Cette augmentation exponentielle est corrélée avec les événements tragiques du Moyen-Orient. Vu l’ampleur des chiffres, l’inquiétude est grande quant aux conséquences sur les personnes. Faut-il le rappeler? Onze de nos concitoyens, dont trois enfants, depuis 2006, ont été assassinés, simplement du fait de leur judéité. L’antisémitisme étant polymorphe, ce qui apparaît, aujourd’hui, c’est une insidieuse «haine vertueuse». À savoir, détester les juifs au nom de la compassion que l’on aurait vis-à-vis d’une autre population. Comme si la solidarité avec l’un justifiait la haine de l’autre. Mesurons combien est mortifère le syllogisme implicite qui fait dire «un juif égale un colon, égale un assassin». Des concitoyens sont insultés, certains frappés, en raison de telles outrances.

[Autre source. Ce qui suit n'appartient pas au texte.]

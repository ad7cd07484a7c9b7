// ABOUTME: Static 200-step evolution table driving level requirements and display
// ABOUTME: Generated once on first access and shared read-only by every component
//
// SPDX-License-Identifier: MIT OR Apache-2.0
// Copyright (c) 2025 Pierre Fitness Intelligence

use std::fmt::{Display, Formatter, Result as FmtResult};
use std::sync::OnceLock;

use serde::{Deserialize, Serialize};

use crate::constants::progression::{
    MAX_LEVEL, PROTEIN_BASE_GRAMS, PROTEIN_EXPONENT, SCANS_PER_LEVEL,
};

static EVOLUTION_TABLE: OnceLock<Vec<EvolutionTier>> = OnceLock::new();

const CREATURE_NAMES: [&str; 200] = [
    "Ant", "Shrimp", "Mouse", "Hamster", "Sparrow", "Robin", "Rabbit", "Hare", "Hedgehog",
    "Squirrel", "Pigeon", "Duck", "Chicken", "Cat", "Dog", "Fox", "Otter", "Beaver", "Koala",
    "Sloth", "Badger", "Raccoon", "Monkey", "Lemur", "Goat", "Sheep", "Pig", "Deer", "Gazelle",
    "Zebra", "Donkey", "Pony", "Horse", "Wolf", "Coyote", "Lynx", "Bobcat", "Cheetah",
    "Leopard", "Jaguar", "Panther", "Cougar", "Tiger", "Lion", "Hyena", "Wild Boar", "Ram",
    "Bison", "Ox", "Bull", "Gorilla", "Chimpanzee", "Orangutan", "Bear", "Grizzly",
    "Polar Bear", "Panda", "Walrus", "Seal", "Penguin", "Albatross", "Eagle", "Falcon", "Hawk",
    "Owl", "Vulture", "Stork", "Flamingo", "Swan", "Pelican", "Crocodile", "Alligator",
    "Komodo Dragon", "Python", "Cobra", "Anaconda", "Tortoise", "Sea Turtle", "Octopus",
    "Squid", "Colossal Squid", "Shark", "Great White", "Hammerhead", "Tiger Shark",
    "Manta Ray", "Stingray", "Swordfish", "Marlin", "Tuna", "Dolphin", "Beluga", "Narwhal",
    "Orca", "Humpback Whale", "Blue Whale", "Sperm Whale", "Elephant", "Rhino", "Hippo",
    "Giraffe", "Camel", "Llama", "Alpaca", "Kangaroo", "Wallaby", "Platypus", "Echidna",
    "Tasmanian Devil", "Wombat", "Ostrich", "Emu", "Cassowary", "Moose", "Elk", "Caribou",
    "Reindeer", "Antelope", "Impala", "Wildebeest", "Cape Buffalo", "Yak", "Highland Cow",
    "Brahma Bull", "Golden Eagle", "Harpy Eagle", "Condor", "Snow Leopard", "Clouded Leopard",
    "Black Panther", "Silverback", "Kodiak Bear", "Cave Bear", "Short-Faced Bear",
    "Sabertooth Tiger", "Dire Wolf", "American Lion", "Marsupial Lion", "Thylacoleo",
    "Megalania", "Titanoboa", "Sarcosuchus", "Deinosuchus", "Megalodon", "Basilosaurus",
    "Livyatan", "Woolly Mammoth", "Mastodon", "Giant Ground Sloth", "Glyptodon", "Irish Elk",
    "Elasmotherium", "Sivatherium", "Daeodon", "Andrewsarchus", "Phorusrhacos", "Gastornis",
    "Argentavis", "Quetzalcoatlus", "Pterodactyl", "Dimetrodon", "Gorgonopsid", "Scutosaurus",
    "Edaphosaurus", "Inostrancevia", "Coelophysis", "Plateosaurus", "Dilophosaurus",
    "Ceratosaurus", "Allosaurus", "Spinosaurus", "Giganotosaurus", "Carcharodontosaurus",
    "Utahraptor", "Deinonychus", "Velociraptor", "Troodon", "Therizinosaurus", "Ankylosaurus",
    "Stegosaurus", "Triceratops", "Styracosaurus", "Pachycephalosaurus", "Parasaurolophus",
    "Iguanodon", "Brachiosaurus", "Diplodocus", "Apatosaurus", "Argentinosaurus",
    "Dreadnoughtus", "Carnotaurus", "Albertosaurus", "Tarbosaurus", "Daspletosaurus",
    "Yutyrannus", "Gorgosaurus", "Alioramus", "Nanotyrannus", "Giga-Saurus", "T-Rex King",
];

/// Default icon for creatures without a dedicated one
const FALLBACK_ICON: &str = "fa-dna";

fn icon_for(name: &str) -> &'static str {
    match name {
        "Ant" => "fa-bug",
        "Shrimp" => "fa-shrimp",
        "Mouse" | "Hamster" => "fa-mouse",
        "Sparrow" | "Robin" | "Pigeon" => "fa-dove",
        "Rabbit" | "Hare" => "fa-rabbit",
        "Hedgehog" => "fa-worm",
        "Squirrel" => "fa-squirrel",
        "Duck" => "fa-duck",
        "Chicken" => "fa-egg",
        "Cat" | "Tiger" => "fa-cat",
        "Dog" => "fa-dog",
        "Fox" | "Wolf" => "fa-wolf",
        "Otter" | "Beaver" => "fa-otter",
        "Koala" | "Bear" => "fa-paw",
        "Sloth" => "fa-clock",
        "Lion" => "fa-shield-cat",
        "Komodo Dragon" => "fa-dragon",
        "T-Rex King" => "fa-crown",
        "Woolly Mammoth" => "fa-hippo",
        _ => FALLBACK_ICON,
    }
}

/// Rarity class of a tier, decided by level alone
#[derive(Debug, Clone, Copy, PartialEq, Eq, PartialOrd, Ord, Hash, Serialize, Deserialize)]
#[serde(rename_all = "lowercase")]
pub enum Rarity {
    /// Level 1
    Starter,
    /// Levels 2-20
    Common,
    /// Levels 21-50
    Strong,
    /// Levels 51-100
    Apex,
    /// Levels 101-150
    Legendary,
    /// Levels 151 and up
    Mythic,
}

impl Rarity {
    /// Rarity for a level
    #[must_use]
    pub const fn for_level(level: u32) -> Self {
        match level {
            0 | 1 => Self::Starter,
            2..=20 => Self::Common,
            21..=50 => Self::Strong,
            51..=100 => Self::Apex,
            101..=150 => Self::Legendary,
            _ => Self::Mythic,
        }
    }

    /// Lowercase label
    #[must_use]
    pub const fn as_str(&self) -> &'static str {
        match self {
            Self::Starter => "starter",
            Self::Common => "common",
            Self::Strong => "strong",
            Self::Apex => "apex",
            Self::Legendary => "legendary",
            Self::Mythic => "mythic",
        }
    }
}

impl Display for Rarity {
    fn fmt(&self, f: &mut Formatter<'_>) -> FmtResult {
        f.write_str(self.as_str())
    }
}

/// One step of the evolution table
#[derive(Debug, Clone, PartialEq, Serialize, Deserialize)]
pub struct EvolutionTier {
    /// Level this tier represents (1-based)
    pub level: u32,
    /// Creature display name
    pub name: String,
    /// Icon reference
    pub icon: String,
    /// Rarity class
    pub rarity: Rarity,
    /// Cumulative protein grams required
    pub required_protein: u64,
    /// Cumulative scan count required
    pub required_scans: u64,
}

impl EvolutionTier {
    /// Human-readable requirement line
    #[must_use]
    pub fn requirement_text(&self) -> String {
        format!(
            "Requires {}g total protein and {} meals scanned.",
            self.required_protein, self.required_scans
        )
    }
}

/// `floor(30 * level^1.6)`
#[must_use]
pub fn required_protein(level: u32) -> u64 {
    (PROTEIN_BASE_GRAMS * f64::from(level).powf(PROTEIN_EXPONENT)).floor() as u64
}

/// `floor(level * 1.2)`
#[must_use]
pub fn required_scans(level: u32) -> u64 {
    (f64::from(level) * SCANS_PER_LEVEL).floor() as u64
}

fn build_table() -> Vec<EvolutionTier> {
    (1..=MAX_LEVEL)
        .map(|level| {
            let name = CREATURE_NAMES
                .get((level - 1) as usize)
                .map_or_else(|| format!("Ancient Level {level} Beast"), |n| (*n).to_owned());
            EvolutionTier {
                level,
                icon: icon_for(&name).to_owned(),
                name,
                rarity: Rarity::for_level(level),
                required_protein: required_protein(level),
                required_scans: required_scans(level),
            }
        })
        .collect()
}

/// The full immutable table, index `i` holding level `i + 1`
#[must_use]
pub fn evolution_table() -> &'static [EvolutionTier] {
    EVOLUTION_TABLE.get_or_init(build_table)
}

/// Tier for a 1-based level, `None` outside `1..=200`
#[must_use]
pub fn tier(level: u32) -> Option<&'static EvolutionTier> {
    level
        .checked_sub(1)
        .and_then(|index| evolution_table().get(index as usize))
}
// ABOUTME: Typed JSON encoding and decoding of stored values
// ABOUTME: Maps serde failures to storage errors that name the offending key
//
// SPDX-License-Identifier: MIT OR Apache-2.0
// Copyright (c) 2025 Pierre Fitness Intelligence

use serde::de::DeserializeOwned;
use serde::Serialize;

use crate::errors::{AppResult, StorageError};

/// Encode `value` for storage under `key`
///
/// # Errors
///
/// Returns a serialization error naming `key`
pub fn encode<T: Serialize>(key: &str, value: &T) -> AppResult<String> {
    serde_json::to_string(value).map_err(|source| {
        StorageError::Serialization {
            key: key.to_owned(),
            source,
        }
        .into()
    })
}

/// Decode the raw value stored under `key`
///
/// # Errors
///
/// Returns a serialization error naming `key`
pub fn decode<T: DeserializeOwned>(key: &str, raw: &str) -> AppResult<T> {
    serde_json::from_str(raw).map_err(|source| {
        StorageError::Serialization {
            key: key.to_owned(),
            source,
        }
        .into()
    })
}

#[cfg(test)]
mod tests {
    use super::*;
    use crate::errors::ErrorCode;

    #[test]
    fn test_decode_error_names_key() {
        let error = decode::<u32>("calippo_daily_goal", "\"lots\"").unwrap_err();
        assert_eq!(error.code, ErrorCode::SerializationError);
        assert!(error.message.contains("calippo_daily_goal"));
    }

    #[test]
    fn test_encode_decode() {
        let raw = encode("theme", &"dark").unwrap();
        let value: String = decode("theme", &raw).unwrap();
        assert_eq!(value, "dark");
    }
}
// ABOUTME: Main library entry point for the Calippo meal-scanning data layer
// ABOUTME: Accounts, friends, scan history, progression, badges, and vision analysis over a key-value store
//
// SPDX-License-Identifier: MIT OR Apache-2.0
// Copyright (c) 2025 Pierre Fitness Intelligence

#![recursion_limit = "256"]
#![deny(unsafe_code)]

//! # Calippo
//!
//! Local data layer for a meal-scanning app: a photographed meal is analysed
//! into a nutrition record, stored in the user's history, and folded into a
//! gamified progression record (streaks, XP, a 200-step evolution table and
//! scan-count badges). Accounts and a friend graph live in the same
//! key-value store.
//!
//! ## Architecture
//!
//! - **storage**: key-value adapter with versioned compare-and-swap
//! - **database**: typed repositories, account directory, friend graph, history, preferences
//! - **session**: current-user pointer
//! - **progression**: ledger, streak engine, achievement evaluator
//! - **llm**: vision analysis collaborator
//! - **scanner**: capture-to-result state machine
//! - **context**: wiring from configuration
//!
//! ## Example
//!
//! ```rust,no_run
//! use calippo::config::AppConfig;
//! use calippo::context::AppContext;
//!
//! #[tokio::main]
//! async fn main() -> Result<(), calippo::errors::AppError> {
//!     let config = AppConfig::from_env()?;
//!     let ctx = AppContext::from_config(&config).await?;
//!     let user = ctx.session.sign_up("a@x.com").await?;
//!     ctx.directory.claim_handle(&user.id, "ninja1").await?;
//!     Ok(())
//! }
//! ```

/// Configuration management
pub mod config;

/// Application constants (re-exported from `calippo-core`)
pub mod constants {
    pub use calippo_core::constants::*;
}

/// Application context wiring
pub mod context;

/// Typed persistence: directory, friends, history, preferences
pub mod database;

/// Unified error handling (re-exported from `calippo-core`)
pub mod errors {
    pub use calippo_core::errors::*;
}

/// Vision analysis collaborator
pub mod llm;

/// Logging configuration and domain events
pub mod logging;

/// Data models (re-exported from `calippo-core`)
pub mod models {
    pub use calippo_core::models::*;
}

/// Progression ledger, streaks, and achievements
pub mod progression;

/// Scan flow state machine
pub mod scanner;

/// Current-user session
pub mod session;

/// Key-value storage adapter
pub mod storage;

Nous en sommes tous témoins, de nouveaux et lourds nuages assombrissent l’horizon avec une gravité sans nom. Rappelons-le avec force: rien –ni la religion, ni les considérations politiques– ne peut justifier l’antisémitisme qui demeure un péché contre Dieu et contre l’humanité! Rédiger ces lignes, ce n’est pas méconnaître l’importance, la beauté et l’urgence du dialogue interreligieux, en particulier avec nos amis musulmans. Simplement, en raison du contexte international et national, nous mesurons l’immense détresse de ceux et celles à qui nous lie un «lien spirituel unique» et, dans la proximité de Pessah, nous leur adressons ce message: «Vous n’êtes pas seuls!»